Using i-devices for primary nav is a bad idea, in my opinion at least.

I just did a small write up here: http://www.skinnyskiff.com/2012/09/06/navionics-app-for-iphone-gps-vs-smart-phones/

By the time you buy a $100 case and a $30 mount, you could have just bought a waterproof garmin on ebay.


----------



## gillz (May 20, 2007)

> Have you taken it out in direct sunlight to see if you can view charts?


 Yes, they are visible in the sunlight but only in landscape orientation, even with polarized glasses.


----------



## gillz (May 20, 2007)

> Using i-devices for primary nav is a bad idea, in my opinion at least.
> 
> I just did a small write up here: http://www.skinnyskiff.com/2012/09/06/navionics-app-for-iphone-gps-vs-smart-phones/
> 
> By the time you buy a $100 case and a $30 mount, you could have just bought a waterproof garmin on ebay.


Mattyvac, you are probably right. Although, the Cheap eBay Garmin would be a 4 in screen in black and white. I really need a bigger screen in color to avoid straining my eyes. Im not getting any younger . To get a screen the same size, I would probably need to spend well over 1k. As far as the speed of the GPS, it seems to work fine, at least with my HTC EVO, at about 80mph on the road. I cant say for other devices. It has tracked up to 14 satellites and reports accuracy at 0.0 meters. I'm also considering setting up my lights, pump, LEDs..etc to be controlled off of a wifi linked microprocessor with an dashboard app, google ardumote app, and I can also listen to my music. So yeah I'm deviating from the norm, but idk about you but I often hear "you fish where?!?!"

Btw; that's a cool site you got there, a lot of good info. I'll be visiting often.


----------



## Guest (Sep 11, 2012)

Look at a Google Nexus 7 tablet at $200. It has a built in GPS receiver and the Nav. app is like $35.


----------



## firecat1981 (Nov 27, 2007)

I agree it is a bad idea, I've tried to use my phone many times and the GPS receiver in my HTC Evo is spotty at best compared to my garmin Etrex. There is virtually no strain on my eyes with the garmin as it is visible in full sun and mine only has a 2.7" screen if I remember correctly. You don't need anything bigger then a 4" screen for any boat IMO, you can easily zoom in to as close as a 20ft radius with any handheld, and it will be accurate unlike the phone/pad.
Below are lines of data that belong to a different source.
//! Integration tests for joinsight.

use std::io::Write;
use tempfile::NamedTempFile;

use joinsight::overlap::OverlapBasis;
use joinsight::{
    CandidateMapping, Column, ColumnType, CombinedOverlap, DateParseFailure, Dataset, JoinAdvisor,
    MappingDocument, Role, SimulationError, Value,
};

/// Helper to create a temporary file with given content.
fn create_test_file(content: &str) -> NamedTempFile {
    let mut file = NamedTempFile::new().expect("Failed to create temp file");
    file.write_all(content.as_bytes())
        .expect("Failed to write to temp file");
    file
}

fn ints(values: &[i64]) -> Vec<Value> {
    values.iter().map(|v| Value::Integer(*v)).collect()
}

fn month_of(customer: i64) -> i64 {
    (customer - 1) % 6 + 1
}

/// 100 orders from customers 1-100, spread over January to June 2023.
fn orders() -> Dataset {
    let customers: Vec<Value> = (1..=100).map(Value::Integer).collect();
    let dates: Vec<Value> = (1..=100)
        .map(|c| Value::from(format!("2023-{:02}-15", month_of(c))))
        .collect();
    Dataset::new(
        "orders",
        vec![
            Column::new("customer_id", customers),
            Column::new("order_date", dates),
        ],
    )
    .expect("valid dataset")
}

/// 50 monthly account rows for customers 51-100.
fn accounts() -> Dataset {
    let customers: Vec<Value> = (51..=100).map(Value::Integer).collect();
    let periods: Vec<Value> = (51..=100)
        .map(|c| Value::from(format!("2023-{:02}", month_of(c))))
        .collect();
    Dataset::new(
        "accounts",
        vec![Column::new("cust", customers), Column::new("period", periods)],
    )
    .expect("valid dataset")
}

fn orders_to_accounts() -> CandidateMapping {
    CandidateMapping::between(
        "orders",
        "accounts",
        ("customer_id", "cust"),
        ("order_date", "period"),
        None,
    )
    .expect("valid candidate")
}

// =============================================================================
// End-to-end Scenarios
// =============================================================================

#[test]
fn test_partial_customer_overlap_with_monthly_dates() {
    let report = JoinAdvisor::new().evaluate(&orders_to_accounts(), &orders(), &accounts());
    let verification = &report.verification;

    let customer = verification.field_for(Role::Customer).unwrap();
    let overlap = customer.overlap.as_ref().unwrap();
    assert_eq!(overlap.overlap.overlap_percentage, 50.0);
    assert_eq!(overlap.overlap.unique_to_table1, 50);
    assert_eq!(overlap.overlap.unique_to_table2, 0);

    let date = verification.field_for(Role::Date).unwrap();
    let overlap = date.overlap.as_ref().unwrap();
    assert_eq!(overlap.basis, OverlapBasis::MonthlyPeriod);
    assert_eq!(overlap.overlap.overlap_percentage, 100.0);

    let sim = verification.simulation().expect("combined overlap computed");
    assert_eq!(sim.matching_records, 50);
    assert_eq!(sim.total_records_table1, 100);
    assert_eq!(sim.total_records_table2, 50);
    assert_eq!(sim.overlap_percentage, 100.0);
    assert_eq!(sim.multiplication_factor, 0.5);
    assert!(!sim.has_duplicates);
    assert!(sim.warning.is_none());
}

#[test]
fn test_uniqueness_score_for_duplicated_key() {
    let t1 = Dataset::new(
        "t1",
        vec![
            Column::new("c", ints(&[1, 1, 2])),
            Column::from_raw("d", ["2023-01-01", "2023-01-02", "2023-01-03"]),
        ],
    )
    .unwrap();
    let t2 = Dataset::new(
        "t2",
        vec![
            Column::new("c", ints(&[1, 2, 3])),
            Column::from_raw("d", ["2023-01", "2023-01", "2023-01"]),
        ],
    )
    .unwrap();
    let candidate = CandidateMapping::between("t1", "t2", ("c", "c"), ("d", "d"), None).unwrap();

    let report = JoinAdvisor::new().evaluate(&candidate, &t1, &t2);
    let health = &report.health["c_c"];
    assert!((health.uniqueness_score - 83.35).abs() < 0.05);
    assert!(health.overall_health <= 100.0 && health.overall_health >= 0.0);
}

#[test]
fn test_unparseable_date_column_reports_failure() {
    let t1 = Dataset::new(
        "t1",
        vec![
            Column::new("customer", ints(&[1, 2, 3])),
            Column::new(
                "date",
                vec!["N/A".into(), "1/15/23".into(), "not a date".into()],
            ),
        ],
    )
    .unwrap();
    let t2 = Dataset::new(
        "t2",
        vec![
            Column::new("customer", ints(&[1, 2, 3])),
            Column::from_raw("date", ["2023-01", "2023-01", "2023-02"]),
        ],
    )
    .unwrap();
    let candidate = CandidateMapping::between(
        "t1",
        "t2",
        ("customer", "customer"),
        ("date", "date"),
        None,
    )
    .unwrap();

    let report = JoinAdvisor::new().evaluate(&candidate, &t1, &t2);

    // The failure is an explicit error entry, not zero matches.
    assert!(report.verification.simulation().is_none());
    match report.verification.combined_error() {
        Some(SimulationError::DateParse { dataset, failure }) => {
            assert_eq!(dataset, "t1");
            match failure {
                DateParseFailure::TooManyFailures {
                    failure_rate,
                    samples,
                    ..
                } => {
                    assert!(*failure_rate > 0.66 && *failure_rate < 0.67);
                    assert_eq!(samples, &vec!["N/A", "1/15/23", "not a date"]);
                }
                other => panic!("unexpected failure {other:?}"),
            }
        }
        other => panic!("expected a date parse failure, got {other:?}"),
    }

    // Field checks still ran, and the date overlap fell back to raw values.
    let date = report.verification.field_for(Role::Date).unwrap();
    assert_eq!(date.overlap.as_ref().unwrap().basis, OverlapBasis::Raw);
    assert!(date.checks.date_compatibility.is_some());
}

#[test]
fn test_duplicate_keys_fan_out() {
    let t1 = Dataset::new(
        "t1",
        vec![
            Column::new("id", ints(&[1, 1, 2])),
            Column::from_raw("month", ["2023-01", "2023-01", "2023-01"]),
        ],
    )
    .unwrap();
    let t2 = Dataset::new(
        "t2",
        vec![
            Column::new("customer", ints(&[1, 1, 1])),
            Column::from_raw("period", ["2023-01", "2023-01", "2023-01"]),
        ],
    )
    .unwrap();
    let candidate =
        CandidateMapping::between("t1", "t2", ("id", "customer"), ("month", "period"), None)
            .unwrap();

    let report = JoinAdvisor::new().evaluate(&candidate, &t1, &t2);
    let sim = report.verification.simulation().unwrap();

    assert_eq!(sim.matching_records, 6);
    assert_eq!(sim.multiplication_factor, 2.0);
    assert!(sim.has_duplicates);
    assert!(sim.warning.as_deref().unwrap_or_default().contains("multiplication factor"));
    assert!(report.recommendation.starts_with("Review join keys"));
}

#[test]
fn test_missing_column_degrades_without_error() {
    let candidate = CandidateMapping::between(
        "orders",
        "accounts",
        ("customer_id", "no_such_column"),
        ("order_date", "period"),
        None,
    )
    .unwrap();

    let report = JoinAdvisor::new().evaluate(&candidate, &orders(), &accounts());
    let customer = report.verification.field_for(Role::Customer).unwrap();

    assert!(customer.overlap.is_none());
    assert!(!customer.checks.uniqueness.table2.column_found);

    // An absent column cannot lift the candidate's mean health.
    let missing = &report.health["customer_id_no_such_column"];
    assert_eq!(missing.overall_health, 0.0);
    let date_health = report.health["order_date_period"].overall_health;
    assert!((report.mean_health - date_health / 2.0).abs() < 1e-9);

    assert!(matches!(
        report.verification.combined_error(),
        Some(SimulationError::ColumnNotFound { .. })
    ));
}

// =============================================================================
// File-based Tests
// =============================================================================

#[test]
fn test_files_and_mapping_documents() {
    let sales = create_test_file(
        "customer_id\torder_date\tsku\n\
         101\t2024-01-03\tA-1\n\
         102\t01/17/2024\tA-2\n\
         103\tFeb 2 2024\tA-1\n",
    );
    let ledger = create_test_file(
        "cust,period,product\n\
         101,2024-01,A-1\n\
         102,2024-01,A-2\n\
         104,2024-02,A-3\n",
    );

    let advisor = JoinAdvisor::new();
    let (sales, source) = advisor.load(sales.path()).unwrap();
    let (ledger, _) = advisor.load(ledger.path()).unwrap();
    assert_eq!(source.row_count, 3);
    assert_eq!(sales.column("customer_id").unwrap().column_type, ColumnType::Integer);

    let documents: Vec<MappingDocument> = serde_json::from_str(
        r#"[
            {
                "customer_mapping": {"table1_field": "customer_id", "table2_field": "cust"},
                "date_mapping": {"table1_field": "order_date", "table2_field": "period"},
                "product_mapping": {"table1_field": "sku", "table2_field": "product"}
            },
            {
                "customer_mapping": {"table1_field": "customer_id", "table2_field": "cust"}
            }
        ]"#,
    )
    .unwrap();

    let results = advisor.evaluate_batch(&documents, &sales, &ledger);
    assert_eq!(results.len(), 2);

    let report = results[0].as_ref().expect("first candidate is complete");
    assert_eq!(report.health.len(), 3);
    let sim = report.verification.simulation().unwrap();
    assert_eq!(sim.matching_records, 2);

    assert!(results[1].is_err());
}

#[test]
fn test_report_serializes_to_json() {
    let report = JoinAdvisor::new().evaluate(&orders_to_accounts(), &orders(), &accounts());
    let json = serde_json::to_value(&report).unwrap();

    let field = &json["verification"]["fields"]["customer_id_cust"];
    assert_eq!(field["role"], "customer");
    assert_eq!(field["checks"]["cardinality"]["relationship"], "one-to-one");
    assert_eq!(json["verification"]["combined_overlap"]["status"], "computed");

    let reparsed: joinsight::JoinReport = serde_json::from_value(json).unwrap();
    assert!(matches!(
        reparsed.verification.combined_overlap,
        Some(CombinedOverlap::Computed(_))
    ));
}

#[test]
fn test_profile_for_suggestion_service() {
    let file = create_test_file("id,city\n1,Oslo\n2,\n3,Oslo\n");
    let (dataset, _) = JoinAdvisor::new().load(file.path()).unwrap();

    let profile = dataset.profile(2);
    assert_eq!(profile.row_count, 3);
    let city = &profile.columns[1];
    assert_eq!(city.null_count, 1);
    assert_eq!(city.distinct_count, 1);
    assert_eq!(city.sample_values.len(), 2);
}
I've tried mine side by side before too and the phone at times was several hundred feet off, that can mean the difference between having a nice night or being stuck somewhere till the tide comes back in .


An other thing you haven't considered is battery life. Using your phone to tether will kill the battery inside a few hours, especially if you are out of cell range, where a real GPS will last all day on a few batteries and if they die you just swap them out. I typically get 2 good trips out of my rechargables. Your cell phone should be locked away in a dry box for emergencies only


----------



## Sarosi6671 (Oct 17, 2012)

I have an Ipad 3. I bought the lifeproof case from best buy for $145. It's 100% water proof up to 6.5 feet. The product video on the lifeproof site is pretty crazy. I would never go swimming with my ipad but if you feel the need, you can.
For GPS/nav go to the App Store and get the navionics app for 50$.


----------